At the close of the State's case in chief the defendant moved for a directed verdict based upon the State's alleged failure to prove that physical injury had been inflicted as contemplated by the statute. He alleged that the "slight bruises" received by the victims were too minor to constitute injuries. The motion was renewed and again denied at the close of all evidence, and the denial is assigned as error.

During the course of the trial Leonard Burgett and Paul Armstrong testified as to the injuries they received at the time of the robbery. Each stated that the defendant struck him in the head with a revolver. As a result of the blow, Burgett sustained a welt on the back of his head for two weeks. The blow to Armstrong broke the skin over his left eye, and resulted in a bump protruding approximately one inch on his forehead and a blackened eye.

The defendant cites Tibbs v. State (1970) 255 Ind. 309, 263 N.E.2d 728 in support of his argument that the above injuries were too trivial to constitute "physical injury" within the meaning of the statute. The State correctly points out in its brief, however, that the Tibbs case is not in point. Tibbs was charged with inflicting injury on a third party by use of a knife. The court *1357 held that evidence showing that the victim was struck by a bottle thrown by an unknown party did not prove that the defendant had injured the victim with a knife. No mention is made in the opinion as to the type or degree of injury required by the statute.

A common definition of injury is "a hurt or damage done to a man's person such as a cut or a bruise." Black's Law Dictionary 925 (4th ed. 1957). The applicable statute, Ind. Code § 35-13-4-6 (Burns 1975) provides:

"Whoever inflicts any wound or other physical injury upon any person with any firearm, dirk, stiletto, bludgeon, billy, club, blackjack, or any other deadly or dangerous weapon or instrument while engaged in the commission of a robbery, or while attempting to commit a robbery, shall, upon conviction, be imprisoned in the state prison for life."

The statute does not purport to specify any minimum degree of injury required, therefore, an injury in any degree is proscribed. In the appeal of Defendant's confederate, we recently held that it was not required that the sustained injuries required medical attention. Lawrence v. State, supra.

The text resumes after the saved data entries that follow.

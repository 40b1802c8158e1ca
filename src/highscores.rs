//! High score tracking
//!
//! Persisted as a single integer. The store is consulted only when a run
//! ends: read, compare, write back if beaten.

use crate::persistence::{KeyValueStore, keys, load_parsed};

/// Best score seen, cached in memory so a broken store never loses it
#[derive(Debug, Clone, Copy, PartialEq, Eq, Default)]
pub struct HighScore {
    best: u64,
}

impl HighScore {
    pub fn new() -> Self {
        Self::default()
    }

    /// Load the stored best (0 if missing or unreadable)
    pub fn load(store: &impl KeyValueStore) -> Self {
        let best = load_parsed(store, keys::HIGH_SCORE).unwrap_or(0);
        log::info!("High score: {best}");
        Self { best }
    }

    pub fn best(&self) -> u64 {
        self.best
    }

    /// Submit a finished run's score. Returns true on a new high score.
    ///
    /// If the store cannot be written the new best is still kept in memory
    /// for the rest of the visit.
    pub fn submit(&mut self, store: &mut impl KeyValueStore, score: u64) -> bool {
        let stored: u64 = load_parsed(&*store, keys::HIGH_SCORE).unwrap_or(0);
        let best = stored.max(self.best);
        if score <= best {
            self.best = best;
            return false;
        }

        self.best = score;
        match store.set(keys::HIGH_SCORE, &score.to_string()) {
            Ok(()) => log::info!("New high score saved: {score}"),
            Err(e) => log::warn!("New high score {score} kept in memory only: {e}"),
        }
        true
    }
}
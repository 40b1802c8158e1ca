//! Game lifecycle
//!
//! Wraps the simulation in the menu / playing / paused / game-over state
//! machine and decides which operations each phase allows. The tick driver
//! (timer, animation frame, test loop) lives outside and simply calls
//! `advance` while the game is playing.

use rand::{Rng, SeedableRng};
use rand_pcg::Pcg32;
use serde::{Deserialize, Serialize};

use crate::highscores::HighScore;
use crate::persistence::KeyValueStore;
use crate::settings::{Character, Settings, Speed};
use crate::sim::{Direction, GameSession, Snapshot, TickResult, advance};
use crate::tuning::Tuning;

/// Coarse lifecycle phase
#[derive(Debug, Clone, Copy, PartialEq, Eq, Serialize, Deserialize)]
pub enum GamePhase {
    /// Title screen; a backdrop session is shown but never ticks
    Menu,
    /// Active gameplay
    Playing,
    /// Session frozen, waiting to resume
    Paused,
    /// Run ended
    GameOver,
}

/// A game: current phase, the live session and everything persisted
pub struct Game<S: KeyValueStore> {
    phase: GamePhase,
    session: GameSession,
    tuning: Tuning,
    settings: Settings,
    high_score: HighScore,
    /// True if the last finished run set a new high score
    new_record: bool,
    store: S,
    /// Source of per-session seeds
    seeds: Pcg32,
}

impl<S: KeyValueStore> Game<S> {
    /// Create a game at the menu, loading preferences and high score
    pub fn new(tuning: Tuning, store: S, seed: u64) -> Self {
        let settings = Settings::load(&store);
        let high_score = HighScore::load(&store);
        let mut seeds = Pcg32::seed_from_u64(seed);
        let session = GameSession::new(tuning.clone(), settings.speed.get(), seeds.random());
        Self {
            phase: GamePhase::Menu,
            session,
            tuning,
            settings,
            high_score,
            new_record: false,
            store,
            seeds,
        }
    }

    pub fn phase(&self) -> GamePhase {
        self.phase
    }

    pub fn session(&self) -> &GameSession {
        &self.session
    }

    /// Mutable session access for scripted setups
    pub fn session_mut(&mut self) -> &mut GameSession {
        &mut self.session
    }

    pub fn snapshot(&self) -> Snapshot {
        Snapshot::of(&self.session)
    }

    pub fn score(&self) -> u64 {
        self.session.score
    }

    pub fn high_score(&self) -> u64 {
        self.high_score.best()
    }

    pub fn is_new_record(&self) -> bool {
        self.new_record
    }

    pub fn settings(&self) -> Settings {
        self.settings
    }

    pub fn store(&self) -> &S {
        &self.store
    }

    /// Interval the driver should tick at for the current speed
    pub fn tick_interval_ms(&self) -> u32 {
        self.settings.speed.tick_interval_ms()
    }

    /// Begin a new run from the menu or after a game over
    pub fn start(&mut self) -> bool {
        let seed = self.seeds.random();
        self.start_with_seed(seed)
    }

    /// Begin a new run with a known session seed
    pub fn start_with_seed(&mut self, seed: u64) -> bool {
        match self.phase {
            GamePhase::Menu | GamePhase::GameOver => {}
            GamePhase::Playing | GamePhase::Paused => return false,
        }
        self.session = GameSession::new(self.tuning.clone(), self.settings.speed.get(), seed);
        // The cat sets off to the right straight away
        self.session.steer(Direction::Right);
        self.new_record = false;
        self.phase = GamePhase::Playing;
        log::info!(
            "Game started (seed {seed}, speed {}, cat {})",
            self.settings.speed.get(),
            self.settings.character.as_str()
        );
        true
    }

    /// Playing <-> Paused; ignored in other phases
    pub fn toggle_pause(&mut self) -> bool {
        self.phase = match self.phase {
            GamePhase::Playing => GamePhase::Paused,
            GamePhase::Paused => GamePhase::Playing,
            GamePhase::Menu | GamePhase::GameOver => return false,
        };
        log::info!("{:?}", self.phase);
        true
    }

    /// Steer the cat; only honoured while playing
    pub fn request_direction(&mut self, direction: Direction) -> bool {
        self.phase == GamePhase::Playing && self.session.steer(direction)
    }

    /// Run one tick. Returns `None` unless the game is playing.
    pub fn advance(&mut self) -> Option<TickResult> {
        if self.phase != GamePhase::Playing {
            return None;
        }
        let result = advance(&mut self.session);
        if result.terminal {
            self.finish();
        }
        Some(result)
    }

    fn finish(&mut self) {
        self.phase = GamePhase::GameOver;
        let score = self.session.score;
        self.new_record = self.high_score.submit(&mut self.store, score);
        log::info!(
            "Game over: score {score}, best {}{}",
            self.high_score.best(),
            if self.new_record { " (new record)" } else { "" }
        );
    }

    /// Leave the game-over screen for the menu
    pub fn return_to_menu(&mut self) -> bool {
        if self.phase != GamePhase::GameOver {
            return false;
        }
        let seed = self.seeds.random();
        self.session = GameSession::new(self.tuning.clone(), self.settings.speed.get(), seed);
        self.phase = GamePhase::Menu;
        true
    }

    /// Change speed; the driver must re-read `tick_interval_ms` afterwards
    pub fn set_speed(&mut self, speed: Speed) {
        self.settings.speed = speed;
        self.session.speed = speed.get();
        self.settings.save(&mut self.store);
    }

    pub fn set_character(&mut self, character: Character) {
        self.settings.character = character;
        self.settings.save(&mut self.store);
    }
}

During direct examination, the defendant testified as to his prior criminal record. He stated that he had been convicted of forgery, that he had pleaded guilty on a robbery charge and that he had been convicted on several counts of assault and battery. On cross examination the State questioned the defendant concerning his past record and in seeking to clarify one of the convictions made reference to an "F.B.I. Rap Sheet." The defendant objected to such reference on the basis that the State had failed to prove the record. On appeal, the defendant asserts that such cross examination was a "blatant violation of the rights of the defendant * * * tantamount to not receiving a fair trial as required by the Constitution * * *." Once again, the defendant has failed to support his position with any reason or authority, Appellate Rule 8.3(A)(7), and we deem the issue waived.

The cause is remanded to the trial court with instructions to vacate the sentence upon the armed robbery count. In all other respects the judgment of the trial court is affirmed.

GIVAN, C.J., and DeBRULER, HUNTER and PIVARNIK, JJ., concur.